Task directions. For the string "execute", find every matching line in the records and copy it.

Collected data entries.
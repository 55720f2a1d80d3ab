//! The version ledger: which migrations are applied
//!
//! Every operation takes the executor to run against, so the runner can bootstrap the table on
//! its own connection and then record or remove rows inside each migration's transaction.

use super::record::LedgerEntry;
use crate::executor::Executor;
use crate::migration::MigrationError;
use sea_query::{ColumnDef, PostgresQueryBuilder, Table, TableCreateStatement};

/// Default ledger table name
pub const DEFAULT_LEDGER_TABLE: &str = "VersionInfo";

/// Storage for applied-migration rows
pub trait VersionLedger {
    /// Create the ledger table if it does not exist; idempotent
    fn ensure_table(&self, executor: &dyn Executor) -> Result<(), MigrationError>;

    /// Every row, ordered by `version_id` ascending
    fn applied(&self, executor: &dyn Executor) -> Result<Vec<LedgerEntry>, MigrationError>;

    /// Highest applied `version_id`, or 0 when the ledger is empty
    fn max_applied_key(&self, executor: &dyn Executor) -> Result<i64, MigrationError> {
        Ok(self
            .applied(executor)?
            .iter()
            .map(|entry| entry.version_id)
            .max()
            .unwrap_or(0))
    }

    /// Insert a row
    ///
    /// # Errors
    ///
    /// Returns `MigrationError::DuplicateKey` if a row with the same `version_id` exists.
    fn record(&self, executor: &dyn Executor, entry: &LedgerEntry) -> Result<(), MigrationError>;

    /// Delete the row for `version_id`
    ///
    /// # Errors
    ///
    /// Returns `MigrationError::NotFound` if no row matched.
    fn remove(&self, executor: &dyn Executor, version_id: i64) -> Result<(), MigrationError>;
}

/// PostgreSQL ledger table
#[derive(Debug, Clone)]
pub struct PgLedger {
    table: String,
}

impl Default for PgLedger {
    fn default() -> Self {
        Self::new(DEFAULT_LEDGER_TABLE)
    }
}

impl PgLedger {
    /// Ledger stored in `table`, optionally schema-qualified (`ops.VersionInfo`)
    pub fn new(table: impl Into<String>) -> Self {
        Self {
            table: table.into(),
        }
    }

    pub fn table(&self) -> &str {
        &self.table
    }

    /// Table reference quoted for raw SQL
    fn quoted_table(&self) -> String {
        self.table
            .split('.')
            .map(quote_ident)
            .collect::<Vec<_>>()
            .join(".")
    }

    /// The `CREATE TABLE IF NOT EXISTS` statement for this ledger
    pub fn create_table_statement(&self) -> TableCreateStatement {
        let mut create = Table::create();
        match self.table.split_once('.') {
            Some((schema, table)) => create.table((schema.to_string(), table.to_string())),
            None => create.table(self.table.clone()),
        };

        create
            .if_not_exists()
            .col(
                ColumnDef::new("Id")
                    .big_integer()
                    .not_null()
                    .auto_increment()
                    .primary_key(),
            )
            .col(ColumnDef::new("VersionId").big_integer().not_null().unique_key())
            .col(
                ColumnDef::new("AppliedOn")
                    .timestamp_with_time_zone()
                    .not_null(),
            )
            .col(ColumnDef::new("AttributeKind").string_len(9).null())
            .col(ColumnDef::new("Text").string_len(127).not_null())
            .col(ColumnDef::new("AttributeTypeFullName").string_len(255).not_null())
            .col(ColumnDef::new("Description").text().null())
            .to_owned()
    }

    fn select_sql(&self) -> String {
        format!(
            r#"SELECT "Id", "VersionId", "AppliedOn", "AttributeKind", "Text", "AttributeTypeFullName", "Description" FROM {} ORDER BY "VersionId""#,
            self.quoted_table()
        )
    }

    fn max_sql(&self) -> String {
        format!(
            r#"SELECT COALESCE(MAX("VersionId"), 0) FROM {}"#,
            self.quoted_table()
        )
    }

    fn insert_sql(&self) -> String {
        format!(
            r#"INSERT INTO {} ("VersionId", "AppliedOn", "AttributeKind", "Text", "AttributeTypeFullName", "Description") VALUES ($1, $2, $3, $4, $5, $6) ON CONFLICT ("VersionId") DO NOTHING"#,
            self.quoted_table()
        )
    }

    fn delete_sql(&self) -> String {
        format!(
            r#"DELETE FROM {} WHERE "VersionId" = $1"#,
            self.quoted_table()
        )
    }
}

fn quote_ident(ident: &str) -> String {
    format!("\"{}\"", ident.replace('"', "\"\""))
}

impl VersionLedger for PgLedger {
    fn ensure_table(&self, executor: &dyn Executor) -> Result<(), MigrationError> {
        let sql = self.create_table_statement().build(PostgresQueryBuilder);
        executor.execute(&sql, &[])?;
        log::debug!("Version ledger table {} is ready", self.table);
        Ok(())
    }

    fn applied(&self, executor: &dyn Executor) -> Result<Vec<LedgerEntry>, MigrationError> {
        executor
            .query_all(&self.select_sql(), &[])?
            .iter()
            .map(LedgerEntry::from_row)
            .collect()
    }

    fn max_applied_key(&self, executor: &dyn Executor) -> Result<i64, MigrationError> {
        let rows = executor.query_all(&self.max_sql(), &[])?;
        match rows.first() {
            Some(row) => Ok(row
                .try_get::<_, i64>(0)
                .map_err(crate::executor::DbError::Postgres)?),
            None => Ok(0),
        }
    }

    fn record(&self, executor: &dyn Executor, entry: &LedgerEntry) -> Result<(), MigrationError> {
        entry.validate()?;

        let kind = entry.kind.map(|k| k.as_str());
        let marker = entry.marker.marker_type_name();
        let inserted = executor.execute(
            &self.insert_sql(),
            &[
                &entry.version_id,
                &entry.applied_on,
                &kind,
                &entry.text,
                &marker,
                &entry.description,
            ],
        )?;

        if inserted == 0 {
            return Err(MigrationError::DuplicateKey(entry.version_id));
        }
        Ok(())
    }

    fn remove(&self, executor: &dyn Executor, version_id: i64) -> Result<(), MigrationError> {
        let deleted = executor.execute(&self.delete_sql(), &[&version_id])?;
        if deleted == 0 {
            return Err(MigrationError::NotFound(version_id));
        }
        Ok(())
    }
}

Reply to the task.
        executor.execute(&sql, &[])?;
        let inserted = executor.execute(
        let deleted = executor.execute(&self.delete_sql(), &[&version_id])?;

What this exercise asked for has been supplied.